Where a line holds the word "Serialize", copy that line from the data below.

◆ Records for the exercise
☆ ☆ ☆ ☆ ☆

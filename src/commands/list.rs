//! `list` commands

use super::Session;
use crate::error::Result;
use crate::resource::summary::to_json;
use crate::spinup::image::{Image, Images};
use crate::spinup::resource::Resource;
use crate::spinup::space::{Space, SpaceCost, Spaces};
use crate::spinup::Params;
use serde::Serialize;
use serde_json::Value;

#[derive(Debug, Serialize)]
pub struct SpaceListing {
    #[serde(flatten)]
    pub space: Space,
    pub resource_count: usize,
}

impl SpaceListing {
    fn new(mut space: Space) -> Self {
        let resource_count = space.resources.len();
        space.resources.clear();
        Self {
            space,
            resource_count,
        }
    }
}

#[derive(Debug, Clone, PartialEq, Serialize)]
pub struct SecretListing {
    pub name: String,
    pub description: String,
    pub space: String,
}

#[derive(Debug, Serialize)]
pub struct ImageListing {
    #[serde(flatten)]
    pub image: Image,
    pub offering_name: String,
    pub space: String,
}

impl ImageListing {
    fn new(mut image: Image, space: &str) -> Self {
        let offering_name = image.offering.take().map(|o| o.name).unwrap_or_default();
        Self {
            image,
            offering_name,
            space: space.to_string(),
        }
    }
}

/// Every space visible to the caller
pub async fn spaces(session: &Session, cost: bool) -> Result<Value> {
    let listed: Spaces = session.client.get(&Params::new()).await?;
    tracing::info!("found {} spaces", listed.spaces.len());

    let mut out = Vec::with_capacity(listed.spaces.len());
    for mut space in listed.spaces {
        if cost {
            let params = Params::new().with("id", space.id.to_string());
            space.cost = Some(session.client.get::<SpaceCost>(&params).await?);
        } else {
            space.cost = None;
        }
        out.push(SpaceListing::new(space));
    }
    to_json(&out)
}

/// Resources of `spaces`; failed ones only when `show_failed` is set
pub async fn resources(session: &Session, spaces: &[String], show_failed: bool) -> Result<Value> {
    let spaces = session.spaces_or_default(spaces)?;
    let mut out: Vec<Resource> = Vec::new();
    for space in &spaces {
        let resources = session.client.resources(space).await?;
        out.extend(
            resources
                .into_iter()
                .filter(|r| show_failed || r.status != "failed"),
        );
    }
    to_json(&out)
}

pub async fn secrets(session: &Session, spaces: &[String]) -> Result<Value> {
    let spaces = session.spaces_or_default(spaces)?;
    let mut out = Vec::new();
    for space in &spaces {
        for secret in session.client.secrets(space).await? {
            out.push(SecretListing {
                name: secret.name,
                description: secret.description,
                space: space.clone(),
            });
        }
    }
    to_json(&out)
}

pub async fn images(session: &Session, spaces: &[String]) -> Result<Value> {
    let spaces = session.spaces_or_default(spaces)?;
    let mut out = Vec::new();
    for space in &spaces {
        let images: Images = session.client.get(&Params::new().with("space", space.as_str())).await?;
        out.extend(images.0.into_iter().map(|i| ImageListing::new(i, space)));
    }
    to_json(&out)
}

#[cfg(test)]
mod tests {
    use super::*;
    use serde_json::json;

    #[test]
    fn test_space_listing_drops_resources() {
        let space: Space = serde_json::from_value(json!({
            "id": 3, "name": "teamA", "resources": [{"name": "a"}, {"name": "b"}]
        }))
        .unwrap();
        let out = to_json(&SpaceListing::new(space)).unwrap();
        assert_eq!(out["resource_count"], 2);
        assert!(out.get("resources").is_none());
        assert!(out.get("cost").is_none());
    }

    #[test]
    fn test_image_listing_flattens_offering() {
        let image: Image = serde_json::from_value(json!({
            "id": "ami-1", "name": "base", "offering": {"id": 4, "name": "Linux Server"}
        }))
        .unwrap();
        let out = to_json(&ImageListing::new(image, "teamA")).unwrap();
        assert_eq!(out["offering_name"], "Linux Server");
        assert_eq!(out["space"], "teamA");
        assert!(out.get("offering").is_none());
    }
}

☆ ☆ ☆ ☆ ☆

◆ Output of the exercise
use serde::Serialize;
#[derive(Debug, Serialize)]
#[derive(Debug, Clone, PartialEq, Serialize)]
#[derive(Debug, Serialize)]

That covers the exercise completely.